When the mouse are fully awake, place them into a separated holding cage. Before electrophysiological recording, use isoflurane to anesthetize the mouse. Remove the stitches and expose the eyeball.
Carefully trim the eyelid. Flush the eyes with contact lenses solutions and check the eyes for clarity. Only the mouse with good condition of the eyeballs can be used.
After anesthetizing the mouse, place the mouse on a stereotaxic frame. Use a heating pad to maintain the body temperature throughout the procedure. Apply the eye ointment on the surface of the eyes to keep it moist.
Remove the hair of the mouse to expose its skin. Incise an eight millimeters multiplied by eight millimeters area of skin between both ears to expose the skull and remove the scalp tissue. Then remove the overlying connective tissue with hydrogen peroxide.
Drill a hole in the skull above the cerebellum. Fix a small bone screw in the hole as the reference. Perform a small craniotomy of one millimeter in diameter in V1 binocular region.

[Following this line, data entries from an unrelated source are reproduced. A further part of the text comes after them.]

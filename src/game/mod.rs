//! Game rules: phases, movement, input, the round timer, the power-up, the state machine and
//! the play loop.

mod input;
mod movement;
mod phase;
mod play_loop;
mod power_up;
mod session_state;
mod state_machine;
mod timer;

pub use input::{Acceleration, AxisThresholds, ButtonLatch, Buttons, InputSample, JoystickConfig};
pub use movement::{distance, step, Arena, Direction, EdgePolicy, Position};
pub use phase::{EndCause, GamePhase, Outcome, PlayerType};
pub use play_loop::{PlayLoop, TickReport};
pub use power_up::PowerUp;
pub use session_state::SessionState;
pub use state_machine::{GameStateMachine, PhaseTrigger, Transition};
pub use timer::RoundTimer;
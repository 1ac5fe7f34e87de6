//! Common test infrastructure shared across integration tests.
//!
//! Sessions run over an in-process [`MemoryNetwork`] and share one [`ManualClock`], so every
//! scenario is deterministic and needs no sleeping.
//!
//! ```ignore
//! mod common;
//! use common::{Pair, FRAME_MS};
//!
//! let mut pair = Pair::new(common::test_game_config());
//! pair.connect();
//! pair.enter_play();
//! ```

#![allow(dead_code)]
#![allow(
    clippy::panic,
    clippy::unwrap_used,
    clippy::expect_used,
    clippy::indexing_slicing
)]

pub mod test_utils;

use princess_of_fire::telemetry::CollectingObserver;
use princess_of_fire::{
    ChaosConfig, ChaosSocket, FrameRequests, GameConfig, GameEvent, GamePhase, GameSession,
    InputSample, LinkConfig, ManualClock, MemoryAddr, MemoryNetwork, NonBlockingSocket,
    PlayerType, SessionBuilder,
};
use std::sync::Arc;
use web_time::Duration;

#[allow(unused_imports)]
pub use test_utils::{left, right, PortAllocator};

/// Simulated time between frames.
pub const FRAME_MS: u64 = 16;

/// Upper bound for loops that wait on the other peer.
pub const MAX_FRAMES: usize = 2_000;

pub const HOST: MemoryAddr = MemoryAddr(1);
pub const GUEST: MemoryAddr = MemoryAddr(2);

/// Short rounds with a fixed warp seed.
pub fn test_game_config() -> GameConfig {
    GameConfig {
        round_duration: Duration::from_millis(2_000),
        rng_seed: Some(7),
        ..GameConfig::default()
    }
}

/// A host and a guest on one in-process network, driven by one manual clock.
pub struct Pair {
    pub clock: ManualClock,
    pub network: MemoryNetwork,
    pub host: GameSession<MemoryAddr>,
    pub guest: GameSession<MemoryAddr>,
    pub host_observer: Arc<CollectingObserver>,
    pub guest_observer: Arc<CollectingObserver>,
    pub host_events: Vec<GameEvent>,
    pub guest_events: Vec<GameEvent>,
}

impl Pair {
    /// Both peers on plain memory sockets.
    pub fn new(game: GameConfig) -> Self {
        let network = MemoryNetwork::new();
        let host_socket = network.socket(HOST.0);
        let guest_socket = network.socket(GUEST.0);
        Self::build(network, game, host_socket, guest_socket)
    }

    /// Both peers behind a [`ChaosSocket`].
    pub fn with_chaos(game: GameConfig, host_chaos: ChaosConfig, guest_chaos: ChaosConfig) -> Self {
        let network = MemoryNetwork::new();
        let host_socket = ChaosSocket::new(network.socket(HOST.0), host_chaos);
        let guest_socket = ChaosSocket::new(network.socket(GUEST.0), guest_chaos);
        Self::build(network, game, host_socket, guest_socket)
    }

    fn build(
        network: MemoryNetwork,
        game: GameConfig,
        host_socket: impl NonBlockingSocket<MemoryAddr> + 'static,
        guest_socket: impl NonBlockingSocket<MemoryAddr> + 'static,
    ) -> Self {
        let clock = ManualClock::new();
        let host_observer = Arc::new(CollectingObserver::new());
        let guest_observer = Arc::new(CollectingObserver::new());
        let host = SessionBuilder::new()
            .with_game_config(game)
            .with_link_config(LinkConfig::deterministic(11))
            .with_clock(clock.clone())
            .with_violation_observer(host_observer.clone())
            .start_host_session(host_socket)
            .expect("host session should start");
        let guest = SessionBuilder::new()
            .with_game_config(game)
            .with_link_config(LinkConfig::deterministic(22))
            .with_clock(clock.clone())
            .with_violation_observer(guest_observer.clone())
            .start_guest_session(guest_socket, HOST)
            .expect("guest session should start");
        Self {
            clock,
            network,
            host,
            guest,
            host_observer,
            guest_observer,
            host_events: Vec::new(),
            guest_events: Vec::new(),
        }
    }

    /// Runs one frame on each peer, guest first, then advances the clock.
    pub fn frame_with(
        &mut self,
        host_input: InputSample,
        guest_input: InputSample,
    ) -> (FrameRequests, FrameRequests) {
        let guest = self.guest.advance_frame(&guest_input).unwrap();
        let host = self.host.advance_frame(&host_input).unwrap();
        self.guest_events.extend(self.guest.events());
        self.host_events.extend(self.host.events());
        self.clock.advance_ms(FRAME_MS);
        (host, guest)
    }

    pub fn frame(&mut self) -> (FrameRequests, FrameRequests) {
        self.frame_with(InputSample::neutral(), InputSample::neutral())
    }

    pub fn frames(&mut self, n: usize) {
        for _ in 0..n {
            self.frame();
        }
    }

    /// Runs neutral frames until `done` holds. Panics after [`MAX_FRAMES`].
    pub fn run_until(&mut self, what: &str, mut done: impl FnMut(&Self) -> bool) {
        for _ in 0..MAX_FRAMES {
            if done(self) {
                return;
            }
            self.frame();
        }
        panic!("gave up waiting for {what}");
    }

    pub fn connect(&mut self) {
        self.run_until("connection", |pair| {
            pair.host.is_connected() && pair.guest.is_connected()
        });
    }

    /// Host plays the princess, guest the dragon.
    pub fn select_characters(&mut self) {
        self.host.choose_character(PlayerType::Princess).unwrap();
        self.guest.choose_character(PlayerType::Dragon).unwrap();
        self.run_until("selections", |pair| {
            pair.host.state().shared().peer_selection() == PlayerType::Dragon
                && pair.guest.state().shared().peer_selection() == PlayerType::Princess
        });
    }

    /// Connects, selects and starts a round on both peers.
    pub fn enter_play(&mut self) {
        self.connect();
        self.select_characters();
        let transition = self.host.request_start().unwrap();
        assert!(transition.is_some(), "host should start the round");
        self.run_until("guest entering play", |pair| {
            pair.guest.phase() == GamePhase::Play
        });
    }

    pub fn take_host_events(&mut self) -> Vec<GameEvent> {
        std::mem::take(&mut self.host_events)
    }

    pub fn take_guest_events(&mut self) -> Vec<GameEvent> {
        std::mem::take(&mut self.guest_events)
    }
}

Carefully remove the skull fragment without hurting the brain. Cover the exposed cortical surface with 2%agarose to prevent drying. Fix a tungsten electrode on the stereotaxic frame.
Place the tungsten electrode vertically on binocular V1 region to make sure that the cells that are recorded reacts to both eyes. The stimulus is separated by 30 degrees in a random block. A total of three to five blocks were presented in each measurement.
Mask one eye with nontransparent plastic plate. Present LCD1 to position in 23 centimeters from the mouse's eyes. Advance microelectrode slowly by the oil hydraulic micromanipulator.
Stop advancement high signal noise ratio signal when the electrode is advanced to layer four and start measurement. We amplify spike activities at a factor of 1, 000 and filter it from 300 to 10 kilohertz and then sample it at 40 kilohertz. Then mask the other eye and measure the contralateral eye's response.
Signals measured by single electrodes are population activities. Use software to separate spikes of different cells. First, filter the signal from 500 to 5, 000 hertz.
Set two cursors, one for positive deflection and one for negative deflection spikes. Set up spike templates. Set the templates area where it shows the greatest variation between different classes of spikes.
Use principal components analysis to separate them into clusters. Classify the spikes of a boundary by using the K means algorithm. Correlate the orientation with spike firing rate and plot the orientation tuning curves for the ipsilateral and contralateral eyes.
Then calculate the OD index for single cells which represents the contralateral and ipsilateral response Assign an OD score for each cell according to the OD index. Calculate the contralateral bias index according to the formula. This diagram show the orientation tuning curves of the ipsilateral and contralateral eye in monocular deprived and nondeprived mouse.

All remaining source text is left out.